Section 2. Elections and Primaries Generally, 21-2-1 through 21-2-604.

ARTICLE 13 CONTESTED ELECTIONS AND PRIMARIES

21-2-525. Hearing; powers of court generally.

  1. Within 20 days after the return day fixed in the notice as provided in subsection (a) of Code Section 21-2-524 to the defendant, the presiding judge shall fix a place and time for the hearing of the contest proceeding. Such judge may fix additional hearings at such other times and places as are necessary to decide the contest promptly.
  2. The court having jurisdiction of the action shall have plenary power, throughout the area in which the contested primary or election was conducted, to make, issue, and enforce all necessary orders, rules, processes, and decrees for a full and proper understanding and final determination and enforcement of the decision of every such case, according to the course of practice in other civil cases under the laws of this state, or which may be necessary and proper to carry out this chapter. The court shall have authority to subpoena and to compel the attendance of any officer of the primary or election complained of and of any person capable of testifying concerning the same; to compel the production of evidence which may be required at such hearing, in like manner and to the same extent as in other civil cases litigated before such court; to take testimony; and to proceed without delay to the hearing and determination of such contest, postponing for the purpose, if necessary, all other business.
  3. The court may, in its discretion, limit the time to be consumed in taking testimony, dividing such time equitably among all litigants concerned, with a view therein to the circumstances of the matter and to the proximity of the next succeeding primary or election.

(Ga. L. 1893, p. 124, § 1; Civil Code 1895, § 107; Civil Code 1910, § 121; Code 1933, § 34-2801; Code 1933, § 34-1706, enacted by Ga. L. 1964, Ex. Sess., p. 26, § 1; Ga. L. 1998, p. 295, § 1.)

JUDICIAL DECISIONS

Editor's notes.

- In light of the similarity of the provisions, decisions under former § 21-3-425 are included in the annotations for this Code section.

Time for hearing

- The requirement that the judge must set a hearing date "within 20 days after the return day" provides a deadline by which a date must be set. Head v. Williams, 269 Ga. 894, 506 S.E.2d 863 (1998) (decided under former § 21-3-425).

The trial court did not violate the statute by setting a hearing date on the same day as the return day fixed in the notice to the defendants where from the time the petitioner filed the petitioner's petition, the petitioner knew that the petitioner had the burden of presenting evidence to support the petitioner's allegations of illegal voting and tampering with absentee ballots and where the petitioner had six days' notice that a hearing date was being set and three days' notice of the actual date of the hearing. Head v. Williams, 269 Ga. 894, 506 S.E.2d 863 (1998) (decided under former § 21-3-425).

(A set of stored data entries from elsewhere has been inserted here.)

// Copyright 2021 Datafuse Labs
//
// Licensed under the Apache License, Version 2.0 (the "License");
// you may not use this file except in compliance with the License.
// You may obtain a copy of the License at
//
//     http://www.apache.org/licenses/LICENSE-2.0
//
// Unless required by applicable law or agreed to in writing, software
// distributed under the License is distributed on an "AS IS" BASIS,
// WITHOUT WARRANTIES OR CONDITIONS OF ANY KIND, either express or implied.
// See the License for the specific language governing permissions and
// limitations under the License.

use std::{fmt::Display, str::FromStr};

use serde::{Deserialize, Serialize};
use thiserror::Error;

/// Comparison operators understood by the table grid filters.
#[derive(Debug, Clone, Copy, PartialEq, Eq, Serialize, Deserialize)]
#[serde(try_from = "String")]
pub enum FilterOperator {
    #[serde(rename = "=")]
    Eq,
    #[serde(rename = "<>")]
    NotEq,
    #[serde(rename = ">")]
    Gt,
    #[serde(rename = "<")]
    Lt,
    #[serde(rename = ">=")]
    Gte,
    #[serde(rename = "<=")]
    Lte,
    #[serde(rename = "~~")]
    Like,
    #[serde(rename = "~~*")]
    ILike,
    #[serde(rename = "is")]
    Is,
    #[serde(rename = "in")]
    In,
}

impl FilterOperator {
    pub fn sql(self) -> &'static str {
        match self {
            FilterOperator::Eq => "=",
            FilterOperator::NotEq => "<>",
            FilterOperator::Gt => ">",
            FilterOperator::Lt => "<",
            FilterOperator::Gte => ">=",
            FilterOperator::Lte => "<=",
            FilterOperator::Like => "~~",
            FilterOperator::ILike => "~~*",
            FilterOperator::Is => "is",
            FilterOperator::In => "in",
        }
    }
}

impl Display for FilterOperator {
    fn fmt(&self, f: &mut std::fmt::Formatter<'_>) -> std::fmt::Result {
        f.write_str(self.sql())
    }
}

#[derive(Debug, Error, PartialEq, Eq)]
#[error("unsupported filter operator `{0}`")]
pub struct UnknownOperator(pub String);

impl TryFrom<String> for FilterOperator {
    type Error = UnknownOperator;

    fn try_from(value: String) -> Result<Self, Self::Error> {
        value.parse()
    }
}

impl FromStr for FilterOperator {
    type Err = UnknownOperator;

    fn from_str(s: &str) -> Result<Self, Self::Err> {
        match s.trim().to_ascii_lowercase().as_str() {
            "=" => Ok(FilterOperator::Eq),
            "<>" | "!=" => Ok(FilterOperator::NotEq),
            ">" => Ok(FilterOperator::Gt),
            "<" => Ok(FilterOperator::Lt),
            ">=" => Ok(FilterOperator::Gte),
            "<=" => Ok(FilterOperator::Lte),
            "~~" => Ok(FilterOperator::Like),
            "~~*" => Ok(FilterOperator::ILike),
            "is" => Ok(FilterOperator::Is),
            "in" => Ok(FilterOperator::In),
            _ => Err(UnknownOperator(s.trim().to_string())),
        }
    }
}

/// A filter value after column-aware coercion.
#[derive(Debug, Clone, PartialEq)]
pub enum FilterValue {
    Number(f64),
    Text(String),
}

impl FilterValue {
    fn literal(&self) -> String {
        match self {
            FilterValue::Number(number) => number_literal(*number),
            FilterValue::Text(text) => text_literal(text),
        }
    }
}

#[derive(Debug, Clone, Default)]
pub struct Query;

impl Query {
    pub fn new() -> Self {
        Self
    }

    pub fn from(self, table: &str, schema: Option<&str>) -> QueryAction {
        let table = match schema {
            Some(schema) if !schema.is_empty() => {
                format!("{}.{}", quote_ident(schema), quote_ident(table))
            }
            _ => quote_ident(table),
        };
        QueryAction { table }
    }
}

pub struct QueryAction {
    table: String,
}

impl QueryAction {
    pub fn count(self) -> CountQuery {
        CountQuery {
            table: self.table,
            filters: Vec::new(),
        }
    }
}

pub struct CountQuery {
    table: String,
    filters: Vec<String>,
}

impl CountQuery {
    pub fn filter(mut self, column: &str, operator: FilterOperator, value: FilterValue) -> Self {
        self.filters.push(filter_clause(column, operator, &value));
        self
    }

    pub fn to_sql(&self) -> String {
        let mut sql = format!("select count(*) from {}", self.table);
        if !self.filters.is_empty() {
            sql.push_str(" where ");
            sql.push_str(&self.filters.join(" and "));
        }
        sql.push(';');
        sql
    }
}

fn filter_clause(column: &str, operator: FilterOperator, value: &FilterValue) -> String {
    let column = quote_ident(column);
    let rendered = match (operator, value) {
        (FilterOperator::Is, FilterValue::Text(text)) => {
            is_keyword(text).unwrap_or_else(|| value.literal())
        }
        (FilterOperator::In, FilterValue::Text(text)) => {
            let items: Vec<String> = text
                .split(',')
                .map(str::trim)
                .filter(|item| !item.is_empty())
                .map(text_literal)
                .collect();
            format!("({})", items.join(", "))
        }
        (FilterOperator::In, FilterValue::Number(_)) => format!("({})", value.literal()),
        _ => value.literal(),
    };
    format!("{column} {operator} {rendered}")
}

fn is_keyword(text: &str) -> Option<String> {
    let lower = text.trim().to_ascii_lowercase();
    match lower.as_str() {
        "null" | "not null" | "true" | "false" => Some(lower),
        _ => None,
    }
}

fn text_literal(text: &str) -> String {
    format!("'{}'", escape(text))
}

pub(crate) fn escape(value: &str) -> String {
    value.replace('\'', "''")
}

pub(crate) fn quote_ident(ident: &str) -> String {
    format!("\"{}\"", ident.replace('"', "\"\""))
}

fn number_literal(value: f64) -> String {
    if value == 0.0 {
        return "0".into();
    }
    format!("{value}")
}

When court required to inspect vote recorder ballots.

- In the absence of any statutory authority authorizing a hand count and determination by election officials of voter intent with regard to nondefective ballots voted by means of vote recorders, and in the absence of allegations or proof of fraud, misconduct by election officials, improper functioning of vote recorders or tabulating machines, a court, in an election contest, is not bound under this section to require the inspection or hand count of nondefective ballots voted by means of vote recorders. Rary v. Guess, 129 Ga. App. 102, 198 S.E.2d 879 (1973) (see O.C.G.A. § 21-2-525).

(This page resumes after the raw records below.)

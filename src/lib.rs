//! # playlist-export
//!
//! Backend library for exporting playlist metadata to tabular files.
//!
//! ## Design Philosophy
//!
//! playlist-export is designed to be:
//! - **Library-first** - No CLI or UI, purely a Rust crate for embedding
//! - **Event-driven** - Consumers subscribe to events, no polling required
//! - **Fault-tolerant** - A failed item never aborts the run
//! - **Cancellable** - Runs stop cooperatively between items
//!
//! A run resolves a playlist reference into its item list, fetches metadata
//! for each item strictly in order, optionally skips titles already present
//! in a prior export, and writes the kept records to a CSV file.
//!
//! ## Quick Start
//!
//! ```no_run
//! use playlist_export::{Config, ExportTarget, PlaylistExtractor, RunRequest};
//!
//! #[tokio::main]
//! async fn main() -> Result<(), Box<dyn std::error::Error>> {
//!     // Locates the yt-dlp binary on PATH
//!     let extractor = PlaylistExtractor::with_discovered_provider(Config::default())?;
//!
//!     // Subscribe to events
//!     let mut events = extractor.subscribe();
//!     tokio::spawn(async move {
//!         while let Ok(event) = events.recv().await {
//!             println!("Event: {:?}", event);
//!         }
//!     });
//!
//!     let handle = extractor.start_run(RunRequest {
//!         reference: "https://www.youtube.com/playlist?list=PL123".to_string(),
//!         target: ExportTarget::Create {
//!             path: "videos.csv".into(),
//!         },
//!     });
//!     let outcome = handle.wait().await;
//!     println!("{outcome:?}");
//!
//!     Ok(())
//! }
//! ```

#![warn(missing_docs)]
#![warn(clippy::all)]
#![warn(clippy::unwrap_used)]
#![warn(clippy::expect_used)]

/// Configuration types
pub mod config;
/// Error types
pub mod error;
/// Run orchestration (decomposed into focused submodules)
pub mod extractor;
/// Per-item metadata fetching and field normalization
pub mod fetcher;
/// Metadata provider capability and its yt-dlp implementation
pub mod provider;
/// Tabular export persistence
pub mod store;
/// Core types and events
pub mod types;

mod dedup;
mod resolver;

// Re-export commonly used types
pub use config::{Config, FetchConfig, ToolsConfig};
pub use error::{Error, FetchError, ResolutionError, Result, StoreError};
pub use extractor::{PlaylistExtractor, RunHandle};
pub use fetcher::normalize_upload_date;
pub use provider::{CliMetadataProvider, ItemMetadata, MetadataProvider};
pub use store::{load_existing_titles, ExistingTitleSet, EXPORT_COLUMNS};
pub use types::{
    Event, ExportMode, ExportTarget, ItemStub, RunOutcome, RunRequest, RunStatus, RunSummary,
    VideoRecord,
};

Judge's function under this section (see O.C.G.A. § 21-2-525) is not judicial. Carter v. James, 96 Ga. 280, 23 S.E. 201 (1895) (see O.C.G.A. § 21-2-525).

Where evidence of defendant's liability conflicting, court may hold hearing on costs.

- Where the presiding judicial officer hearing a contested election case under this section issued a fi. fa. for costs and the evidence of the defendant's liability was conflicting, the judge of the superior court did not abuse judicial discretion in issuing, upon petition, a restraining order against execution of the fi. fa. until a hearing could be held on the issues raised by the pleadings. McLeod v. Reid, 120 Ga. 785, 48 S.E. 315 (1904) (see O.C.G.A. § 21-2-525).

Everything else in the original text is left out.